▸ Your goal
Take every line from the data that has the word "HealthResponse" in it.

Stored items
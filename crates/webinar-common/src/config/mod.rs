//! Configuration structs

mod app_config;

pub use app_config::{
    AppConfig, AppSettings, ConfigError, DatabaseConfig, Environment, HttpConfig, JwtConfig,
    ServerConfig, StorageBackend,
};
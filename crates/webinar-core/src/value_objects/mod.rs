//! Value objects - identifiers shared across the domain

mod ids;

pub use ids::{UserId, WebinarId};
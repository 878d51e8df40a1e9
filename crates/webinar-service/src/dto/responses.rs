//! Response DTOs for API endpoints
//!
//! All response DTOs implement `Serialize` for JSON output.

use chrono::{DateTime, Utc};
use serde::Serialize;

// ============================================================================
// Common Response Types
// ============================================================================

/// Acknowledgement body for commands that return no data
#[derive(Debug, Clone, Serialize)]
pub struct MessageResponse {
    pub message: String,
}

impl MessageResponse {
    pub fn new(message: impl Into<String>) -> Self {
        Self {
            message: message.into(),
        }
    }

    pub fn webinar_created() -> Self {
        Self::new("Webinar created")
    }

    pub fn seats_updated() -> Self {
        Self::new("Seats updated")
    }
}

// ============================================================================
// Webinar Responses
// ============================================================================

/// Webinar response
#[derive(Debug, Clone, Serialize)]
#[serde(rename_all = "camelCase")]
pub struct WebinarResponse {
    pub id: String,
    pub organizer_id: String,
    pub title: String,
    pub start_date: DateTime<Utc>,
    pub end_date: DateTime<Utc>,
    pub seats: i32,
}

// ============================================================================
// Health Responses
// ============================================================================

/// Basic health check response
#[derive(Debug, Clone, Serialize)]
pub struct HealthResponse {
    pub status: String,
    pub timestamp: DateTime<Utc>,
}

impl HealthResponse {
    pub fn healthy() -> Self {
        Self {
            status: "healthy".to_string(),
            timestamp: Utc::now(),
        }
    }
}

/// Readiness check response
#[derive(Debug, Clone, Serialize)]
pub struct ReadinessResponse {
    pub status: String,
    pub timestamp: DateTime<Utc>,
    pub checks: HealthChecks,
}

/// Health check status for each backing service
#[derive(Debug, Clone, Serialize)]
pub struct HealthChecks {
    /// "healthy", "unhealthy", or "not_configured" on the in-memory backend
    pub database: String,
}

impl ReadinessResponse {
    /// Build from the database check result; `None` means no database is configured
    pub fn from_database(database_healthy: Option<bool>) -> Self {
        let ready = database_healthy.unwrap_or(true);
        let database = match database_healthy {
            Some(true) => "healthy",
            Some(false) => "unhealthy",
            None => "not_configured",
        };
        Self {
            status: if ready { "ready" } else { "not_ready" }.to_string(),
            timestamp: Utc::now(),
            checks: HealthChecks {
                database: database.to_string(),
            },
        }
    }

    pub fn is_ready(&self) -> bool {
        self.status == "ready"
    }
}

▸ Exercise output
pub struct HealthResponse {
impl HealthResponse {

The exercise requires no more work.